We’ve got to have GMP for each of the individual drug substances that we then formulate through mixing into the LNPs and then vial it and store it in the cold storage chain.

On the upside of CMC, there are more vendors in the ecosystem that are capable of doing this, especially after COVID. Some of the time-consuming issues are getting release assays validated with your vendor around all these parameters. Once each individual drug substance and the drug product come out, you basically have three rounds of batch record approvals.

Our lessons learned are twofold: pick your vendors carefully and make sure your assays are in place.

We did a lot of work with our regulatory agencies around our specifications so that we were aligned with them before we submitted our regulatory documents. I think that was very useful. Different countries still have very different views of CMC, especially across the EU, despite attempts to have EU harmonization.

You mentioned three rounds of batch record verification. Are you using product to test during that time?
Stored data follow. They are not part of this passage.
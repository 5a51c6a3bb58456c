use chrono::{DateTime, NaiveDate, Utc};
use serde::{Deserialize, Serialize};
use uuid::Uuid;

/// Completion cutoff: an enrollment at or above this progress counts as done.
pub const COMPLETION_THRESHOLD_PERCENT: f64 = 80.0;

/// Denormalized aggregate snapshot stored on the course row. Possibly stale;
/// consulted only when no live enrollment/review rows exist for the course.
#[derive(Debug, Clone, Default)]
pub struct SnapshotStats {
    pub total_enrollments: i64,
    pub average_rating: Option<f64>,
    pub total_reviews: i64,
    pub completion_rate: f64,
    pub average_duration: f64,
}

#[derive(Debug, Clone)]
pub struct CourseRecord {
    pub id: Uuid,
    pub title: String,
    pub price: f64,
    pub category: Option<String>,
    pub level: Option<String>,
    pub instructor_id: Uuid,
    pub tags: Vec<String>,
    pub stats: SnapshotStats,
}

#[derive(Debug, Clone)]
pub struct EnrollmentRecord {
    pub user_id: Uuid,
    pub course_id: Uuid,
    pub progress_percent: f64,
    pub enrolled_at: DateTime<Utc>,
    pub last_accessed: Option<DateTime<Utc>>,
    pub total_time_spent_hours: f64,
    pub quiz_scores: Vec<f64>,
}

impl EnrollmentRecord {
    pub fn is_completed(&self) -> bool {
        crate::metrics::clamp_percent(self.progress_percent) >= COMPLETION_THRESHOLD_PERCENT
    }

    /// Most recent activity, falling back to the enrollment date when the
    /// course was never opened after enrolling.
    pub fn last_activity(&self) -> DateTime<Utc> {
        self.last_accessed.unwrap_or(self.enrolled_at).max(self.enrolled_at)
    }
}

#[derive(Debug, Clone)]
pub struct ReviewRecord {
    pub course_id: Uuid,
    pub user_id: Uuid,
    pub rating: i32,
    pub created_at: DateTime<Utc>,
}

#[derive(Debug, Clone, Default, PartialEq, Eq, Serialize, Deserialize)]
pub struct DeviceTotals {
    pub mobile: i64,
    pub desktop: i64,
    pub tablet: i64,
}

// Report types below are transient query results with no persisted identity.
// They derive Serialize + Deserialize because serde_json is the cache wire
// format, and PartialEq so tests can compare whole reports.

#[derive(Debug, Clone, PartialEq, Serialize, Deserialize)]
pub struct CoursePerformance {
    pub course_id: Uuid,
    pub course_name: String,
    pub enrollments: i64,
    pub completion_rate: f64,
    pub average_progress: f64,
    /// Absent when the course has neither live reviews nor a snapshot rating.
    pub rating: Option<f64>,
    pub review_count: i64,
    pub revenue: f64,
    pub active_last_30: i64,
}

#[derive(Debug, Clone, PartialEq, Serialize, Deserialize)]
pub struct StudentEngagement {
    pub active_students: i64,
    /// total − active, floored at zero: the per-course activity counts can
    /// double-count a student enrolled in several courses.
    pub inactive_students: i64,
    pub average_time_spent_hours: f64,
}

#[derive(Debug, Clone, PartialEq, Serialize, Deserialize)]
pub struct Trending {
    pub top_performing_course: Option<String>,
    pub fastest_growing_course: Option<String>,
}

#[derive(Debug, Clone, PartialEq, Serialize, Deserialize)]
pub struct InstructorReport {
    pub instructor_id: Uuid,
    pub total_courses: usize,
    pub total_students: i64,
    /// Mean over courses that have rating data; `None` when no course does.
    pub average_rating: Option<f64>,
    pub total_revenue: f64,
    pub course_breakdown: Vec<CoursePerformance>,
    pub student_engagement: StudentEngagement,
    pub trending: Trending,
}

#[derive(Debug, Clone, PartialEq, Serialize, Deserialize)]
pub struct LearningStats {
    pub total_courses_enrolled: usize,
    pub courses_completed: usize,
    pub courses_in_progress: usize,
    pub courses_abandoned: usize,
    pub average_completion_time_days: f64,
    pub total_hours_learned: f64,
    pub streak_days: u32,
}

#[derive(Debug, Clone, PartialEq, Serialize, Deserialize)]
pub struct PerformanceMetrics {
    pub average_quiz_score: f64,
    pub strong_categories: Vec<String>,
    pub weak_categories: Vec<String>,
    /// Needs timestamped quiz attempts, which the enrollment record does not
    /// carry; reported as unavailable rather than derived from unordered data.
    pub improvement_rate: Option<f64>,
}

#[derive(Debug, Clone, PartialEq, Serialize, Deserialize)]
pub struct Recommendation {
    pub course_id: Uuid,
    pub course_name: String,
    pub match_score: f64,
    pub reason: String,
}

#[derive(Debug, Clone, PartialEq, Serialize, Deserialize)]
pub struct StudentReport {
    pub student_id: Uuid,
    pub learning_stats: LearningStats,
    pub performance_metrics: PerformanceMetrics,
    pub recommendations: Vec<Recommendation>,
}

#[derive(Debug, Clone, PartialEq, Serialize, Deserialize)]
pub struct DailyEnrollments {
    pub day: NaiveDate,
    pub count: i64,
}

#[derive(Debug, Clone, PartialEq, Serialize, Deserialize)]
pub struct WeeklyCompletionRate {
    pub week_start: NaiveDate,
    pub completion_rate: f64,
}

#[derive(Debug, Clone, PartialEq, Serialize, Deserialize)]
pub struct PlatformCounts {
    pub total_users: i64,
    pub new_users: i64,
    pub total_courses: i64,
    pub new_enrollments: i64,
    /// Window enrollments joined against *current* course prices, not the
    /// price at enrollment time.
    pub revenue: f64,
}

#[derive(Debug, Clone, PartialEq, Serialize, Deserialize)]
pub struct PlatformTrends {
    pub enrollments_by_day: Vec<DailyEnrollments>,
    /// Empty until true ISO-week bucketing is available; an empty series is
    /// preferred over a misleading partial one.
    pub completion_rate_by_week: Vec<WeeklyCompletionRate>,
}

#[derive(Debug, Clone, PartialEq, Serialize, Deserialize)]
pub struct UserBehavior {
    pub average_courses_per_user: f64,
    pub device_breakdown: DeviceTotals,
}

#[derive(Debug, Clone, PartialEq, Serialize, Deserialize)]
pub struct PlatformReport {
    pub window_days: u32,
    pub overview: PlatformCounts,
    pub trends: PlatformTrends,
    pub user_behavior: UserBehavior,
}
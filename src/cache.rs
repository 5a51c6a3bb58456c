//! Read-through/write-through report cache. The engine treats every cache
//! operation as best-effort: a failed read is a miss, a failed write is a
//! logged no-op, and reports are always computable with caching disabled.

use async_trait::async_trait;
use redis::aio::ConnectionManager;
use redis::{AsyncCommands, Client};
use tracing::debug;
use uuid::Uuid;

#[async_trait]
pub trait ReportCache: Send + Sync {
    async fn get(&self, key: &str) -> anyhow::Result<Option<String>>;
    async fn set(&self, key: &str, value: &str, ttl_secs: u64) -> anyhow::Result<()>;
}

// Cache keys carry every parameter that affects report content, so a
// wrong-parameter result can never be served.

pub fn instructor_key(instructor_id: &Uuid) -> String {
    format!("analytics:instructor:{instructor_id}")
}

pub fn student_key(user_id: &Uuid) -> String {
    format!("analytics:student:{user_id}")
}

pub fn platform_key(window_days: u32) -> String {
    format!("analytics:platform:{window_days}")
}

pub struct RedisCache {
    connection: ConnectionManager,
}

impl RedisCache {
    pub async fn connect(redis_url: &str) -> anyhow::Result<Self> {
        let client = Client::open(redis_url)?;
        let connection = ConnectionManager::new(client).await?;
        Ok(Self { connection })
    }
}

#[async_trait]
impl ReportCache for RedisCache {
    async fn get(&self, key: &str) -> anyhow::Result<Option<String>> {
        let mut conn = self.connection.clone();
        let value: Option<String> = conn.get(key).await?;
        debug!(key, hit = value.is_some(), "cache lookup");
        Ok(value)
    }

    async fn set(&self, key: &str, value: &str, ttl_secs: u64) -> anyhow::Result<()> {
        let mut conn = self.connection.clone();
        let _: () = conn.set_ex(key, value, ttl_secs).await?;
        debug!(key, ttl_secs, "cached report");
        Ok(())
    }
}

/// Used when no cache is configured; every read misses, every write succeeds.
pub struct NoopCache;

#[async_trait]
impl ReportCache for NoopCache {
    async fn get(&self, _key: &str) -> anyhow::Result<Option<String>> {
        Ok(None)
    }

    async fn set(&self, _key: &str, _value: &str, _ttl_secs: u64) -> anyhow::Result<()> {
        Ok(())
    }
}
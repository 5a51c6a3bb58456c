use thiserror::Error;

pub type Result<T> = std::result::Result<T, AnalyticsError>;

/// Report-boundary error taxonomy. Cache failures are deliberately absent:
/// the engine swallows them and falls through to full computation.
#[derive(Debug, Error)]
pub enum AnalyticsError {
    /// Malformed identity or parameter; a client error, never retried.
    #[error("invalid parameter: {0}")]
    Validation(String),

    /// The referenced entity does not exist.
    #[error("not found: {0}")]
    NotFound(String),

    /// Storage unavailable or a query failed.
    #[error("storage error: {0}")]
    DataAccess(#[from] sqlx::Error),

    /// Unexpected shape mid-pipeline; no partial report is returned.
    #[error("computation error: {0}")]
    Computation(String),
}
It seems like you would be consuming quite a substantial amount of drug product.

Stetkiewicz: Yes, we do utilize a substantial amount of drug substance and drug product for release testing and stability. We have stability studies because traditional LNPs have a shelf life that might be shorter than AAVs. We have quality take a good portion of our samples for quality check and stability.

We've done an engineering run at scale, the same scale that we do the GMP and in the same suites, and we use the engineering material for stability testing at least. But of course, quality batch release testing needs to come out of the GMP.

About The Experts:

Devyn Smith, Ph.D., is chief executive officer of Arbor Biotechnologies. Before that, he was chief operations officer and head of strategy at Sigilon Therapeutics. Previously, he led business operations and strategy for one of Pfizer’s R&D divisions. Earlier, he worked as principal consultant for the Frankel Group. He received his Ph.D. from Harvard Medical School.



Pam Stetkiewicz, Ph.D., is chief operating officer at Arbor Biotechnologies. Previously, she worked at Flagship Pioneering Ventures as a senior vice president, and before that, she was vice president of program and alliance management where she led the team that filed the first IND for an in vivo CRISPR drug. She has worked at Novartis Institute of Biomedical Research. She received her Ph.D. from Johns Hopkins University.